Transcript of CHAPTER – 6 IMPLEMENTATION OF 128 POINT FFT...
66
CHAPTER – 6
IMPLEMENTATION OF 128 POINT FFT PROCESSOR USING R42MDC ARCHITECTURE
Table of Contents
Page No.
6.0 IMPLEMENTATION OF 128 POINT FFT PROCESSOR
USING R42MDC ARCHITECTURE 67
6.1 Introduction 67
6.2 Comparison of Pipeline Architectures 68
6.3 Complex Addition and Multiplication 72
6.4 Cached-Memory Architecture (CMA) 74
6.5 The Mixed Radix 4/2 Computation Element 76
6.6 The FFT processor using R42MDC 81
6.7 Results and Discussion 84
6.8 Summary 87
67
CHAPTER – 6
IMPLEMENTATION OF 128 POINT FFT PROCESSOR USING R42MDC ARCHITECTURE
6.1 INTRODUCTION
The Fast Fourier transformation (FFT) is periodically employed in the algorithms
of signal processing for the applications of Orthogonal Frequency Division
multiplexing (OFDM). The architectures of FFT adopted for OFDM can be
categorized into three types- pipeline architecture, memory architecture and parallel
architecture [8]. The pipeline and parallel architectures utilize more number of
butterfly elements to obtain better performance but they occupy larger area when
compared to the third architecture. The memory architecture employs a single
butterfly element possessing the advantage of less area. This chapter concentrates on
the memory architecture for small area and simplicity of hardware to build a
compatible OFDM system. The suggested 128-point FFT processor is based on
Cached-memory architecture (CMA) and Mixed Radix 4/2 multiple delay
commutator (R42MDC) algorithm.
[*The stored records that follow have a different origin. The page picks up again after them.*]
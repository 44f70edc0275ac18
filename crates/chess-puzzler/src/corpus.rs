//! Corpus loading and line validation.
//!
//! Every puzzle's full solution line is replayed once at load time, so the
//! session can treat a rejected scripted move as corrupt data rather than a
//! normal wrong answer.

use std::fs::File;
use std::io::BufReader;
use std::path::Path;

use chess_core::{CoordMove, RulesAdapter};
use tracing::{info, warn};

use crate::error::{CorpusError, PuzzleError};
use crate::puzzle::Puzzle;

/// Outcome of validating a corpus.
#[derive(Debug, Default, Clone)]
pub struct CorpusReport {
    pub loaded: usize,
    pub usable: usize,
    pub skipped: Vec<PuzzleError>,
}

/// Read a JSON array of puzzle records.
pub fn load_json<P: AsRef<Path>>(path: P) -> Result<Vec<Puzzle>, CorpusError> {
    let file = File::open(path)?;
    let puzzles: Vec<Puzzle> = serde_json::from_reader(BufReader::new(file))?;
    Ok(puzzles)
}

pub fn parse_json(text: &str) -> Result<Vec<Puzzle>, CorpusError> {
    Ok(serde_json::from_str(text)?)
}

/// Replay a puzzle's whole line from its starting position.
pub fn check_line<R: RulesAdapter>(puzzle: &Puzzle, rules: &R) -> Result<(), PuzzleError> {
    if puzzle.solution_moves.len() < 2 {
        return Err(PuzzleError::EmptyLine {
            id: puzzle.id.clone(),
        });
    }

    let mut position = rules
        .parse_position(&puzzle.starting_position)
        .map_err(|source| PuzzleError::BadPosition {
            id: puzzle.id.clone(),
            source,
        })?;

    for (index, text) in puzzle.solution_moves.iter().enumerate() {
        let bad_move = |source| PuzzleError::BadMove {
            id: puzzle.id.clone(),
            index,
            source,
        };
        let mv: CoordMove = text.parse().map_err(bad_move)?;
        position = rules.apply_move(&position, &mv).map_err(bad_move)?;
    }

    Ok(())
}

/// Keep only puzzles whose lines replay cleanly.
pub fn validate<R: RulesAdapter>(puzzles: Vec<Puzzle>, rules: &R) -> (Vec<Puzzle>, CorpusReport) {
    let mut report = CorpusReport {
        loaded: puzzles.len(),
        ..Default::default()
    };

    let usable: Vec<Puzzle> = puzzles
        .into_iter()
        .filter(|puzzle| match check_line(puzzle, rules) {
            Ok(()) => true,
            Err(e) => {
                warn!(puzzle_id = %puzzle.id, "Skipping unusable puzzle: {e}");
                report.skipped.push(e);
                false
            }
        })
        .collect();

    report.usable = usable.len();
    info!(
        loaded = report.loaded,
        usable = report.usable,
        skipped = report.skipped.len(),
        "Corpus validated"
    );

    (usable, report)
}

#[cfg(test)]
mod tests {
    use super::*;
    use chess_core::StandardRules;

    const START: &str = "rnbqkbnr/pppppppp/8/8/8/8/PPPPPPPP/RNBQKBNR w KQkq - 0 1";

    #[test]
    fn test_check_line_accepts_valid_line() {
        let p = Puzzle::new("ok", START, &["e2e4", "e7e5", "g1f3"], 1200, &["opening"]);
        assert_eq!(check_line(&p, &StandardRules), Ok(()));
    }

    #[test]
    fn test_check_line_reports_bad_move_index() {
        let p = Puzzle::new("bad", START, &["e2e4", "e7e5", "e1e3"], 1200, &["opening"]);
        let err = check_line(&p, &StandardRules).unwrap_err();
        assert!(matches!(err, PuzzleError::BadMove { index: 2, .. }));
        assert_eq!(err.puzzle_id(), "bad");
    }

    #[test]
    fn test_validate_skips_unusable_puzzles() {
        let puzzles = vec![
            Puzzle::new("ok", START, &["e2e4", "e7e5"], 1200, &["opening"]),
            Puzzle::new("setup-only", START, &["e2e4"], 1200, &["opening"]),
            Puzzle::new("bad-fen", "xyz", &["e2e4", "e7e5"], 1200, &["opening"]),
            Puzzle::new("garbled", START, &["e2e4", "zz99"], 1200, &["opening"]),
        ];

        let (usable, report) = validate(puzzles, &StandardRules);
        assert_eq!(usable.len(), 1);
        assert_eq!(usable[0].id, "ok");
        assert_eq!(report.loaded, 4);
        assert_eq!(report.usable, 1);
        let skipped: Vec<&str> = report.skipped.iter().map(|e| e.puzzle_id()).collect();
        assert_eq!(skipped, vec!["setup-only", "bad-fen", "garbled"]);
    }

    #[test]
    fn test_parse_json() {
        let text = format!(
            r#"[{{"id": "p1", "startingPosition": "{START}", "solutionMoves": ["e2e4", "e7e5"], "rating": 900, "themes": ["opening"]}}]"#
        );
        let puzzles = parse_json(&text).unwrap();
        assert_eq!(puzzles.len(), 1);
        assert_eq!(puzzles[0].rating, 900);
        assert!(parse_json("{not json").is_err());
    }
}
use std::env;
use std::time::Duration;

use chess_puzzler::rating::{RatingPolicy, DEFAULT_K_FACTOR, DEFAULT_RATING_FLOOR};
use chess_puzzler::selector::DEFAULT_RATING_RANGE;

#[derive(Clone, Debug)]
pub struct Config {
    pub corpus_path: String,
    pub host: String,
    pub port: u16,
    pub rating_policy: RatingPolicy,
    pub rating_range: i32,
    pub show_correction: bool,
    /// Sessions untouched for this long are dropped.
    pub session_ttl: Duration,
    pub max_sessions: usize,
}

impl Default for Config {
    fn default() -> Self {
        Self {
            corpus_path: "data/puzzles.json".to_string(),
            host: "0.0.0.0".to_string(),
            port: 8000,
            rating_policy: RatingPolicy::default(),
            rating_range: DEFAULT_RATING_RANGE,
            show_correction: true,
            session_ttl: Duration::from_secs(30 * 60),
            max_sessions: 10_000,
        }
    }
}

impl Config {
    pub fn from_env() -> Self {
        let defaults = Self::default();
        Self {
            corpus_path: env::var("CORPUS_PATH").unwrap_or(defaults.corpus_path),
            host: env::var("HOST").unwrap_or(defaults.host),
            port: parse_var("PORT").unwrap_or(defaults.port),
            rating_policy: RatingPolicy {
                k_factor: parse_var("RATING_K_FACTOR").unwrap_or(DEFAULT_K_FACTOR),
                // RATING_FLOOR=0 disables the floor
                floor: match parse_var::<i32>("RATING_FLOOR") {
                    Some(0) => None,
                    Some(floor) => Some(floor),
                    None => Some(DEFAULT_RATING_FLOOR),
                },
            },
            rating_range: parse_var("RATING_RANGE").unwrap_or(defaults.rating_range),
            show_correction: parse_var("SHOW_CORRECTION").unwrap_or(defaults.show_correction),
            session_ttl: parse_var("SESSION_TTL_SECS")
                .map(Duration::from_secs)
                .unwrap_or(defaults.session_ttl),
            max_sessions: parse_var("MAX_SESSIONS")
                .filter(|&n: &usize| n > 0)
                .unwrap_or(defaults.max_sessions),
        }
    }
}

fn parse_var<T: std::str::FromStr>(name: &str) -> Option<T> {
    env::var(name).ok().and_then(|v| v.trim().parse().ok())
}
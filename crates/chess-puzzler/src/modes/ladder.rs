//! Rated ladder: every attempt moves the solver's rating, and the next
//! puzzle is centered on the new rating.

use std::sync::Arc;

use rand::RngCore;
use serde::{Deserialize, Serialize};
use tracing::debug;

use super::{ModeController, ModeKind, RunHistory, RunStats};
use crate::puzzle::Puzzle;
use crate::rating::{RatingChange, RatingPolicy, RatingRecord};
use crate::selector::{SelectionFilters, Selector, DEFAULT_RATING_RANGE};
use crate::session::Attempt;

#[derive(Debug, Clone, Copy, PartialEq, Serialize, Deserialize)]
#[serde(rename_all = "camelCase")]
pub struct LadderConfig {
    pub rating_range: i32,
    pub policy: RatingPolicy,
}

impl Default for LadderConfig {
    fn default() -> Self {
        Self {
            rating_range: DEFAULT_RATING_RANGE,
            policy: RatingPolicy::default(),
        }
    }
}

#[derive(Debug, Clone)]
pub struct RatedLadder {
    config: LadderConfig,
    rating: RatingRecord,
    history: RunHistory,
    stats: RunStats,
}

impl RatedLadder {
    pub fn new(rating: RatingRecord, config: LadderConfig) -> Self {
        Self {
            config,
            rating,
            history: RunHistory::default(),
            stats: RunStats::default(),
        }
    }

    pub fn rating(&self) -> RatingRecord {
        self.rating
    }
}

impl ModeController for RatedLadder {
    fn kind(&self) -> ModeKind {
        ModeKind::RatedLadder
    }

    fn next_puzzle(&mut self, selector: &Selector<'_>, rng: &mut dyn RngCore) -> Option<Arc<Puzzle>> {
        let base = SelectionFilters::around(self.rating.rating).with_range(self.config.rating_range);
        let selection = self.history.draw(selector, base, rng)?;
        Some(self.history.serve(selection))
    }

    fn record(&mut self, attempt: &Attempt) -> Option<RatingChange> {
        self.stats.record(attempt.solved);
        let change = self
            .rating
            .record(&self.config.policy, attempt.puzzle_rating, attempt.solved);
        debug!(
            puzzle_id = %attempt.puzzle_id,
            solved = attempt.solved,
            new_rating = change.new_rating,
            delta = change.delta,
            "Ladder rating updated"
        );
        Some(change)
    }

    /// The ladder runs until the caller stops it.
    fn is_over(&self) -> bool {
        false
    }

    fn stats(&self) -> &RunStats {
        &self.stats
    }
}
The implementation of FFT processor has been
adopted using the above methodology to achieve consumption of power and size of
chip. The size of chip is realized as 2.8 x 2.8 mm2 with standard 0.35 μm CMOS
technology. The consumption of power with this architecture is 72 mW at a frequency
range of 127-133 MHz which is less than 50 % of traditional 128-Point FFT design
with standard 0.18 µm CMOS technology. The various types of pipeline architectures
such as MDC, SDF, and SDC are compared using the above technique against the
implementation of a 128-point FFT processor with respect to size of memory,
consumption of area and power.
68
6.2 COMPARISON OF PIPELINE ARCHITECTURES
Fig 6.1 Block diagram of FFT processor
The block diagram of a basic FFT processor is shown in Figure 6.1. The input data
is decomposed into two parallel streams of data and they enter the processing element
after appropriate delay time using R42MDC algorithm. After appropriate address
generation for the processed data, the output comes out from RAM.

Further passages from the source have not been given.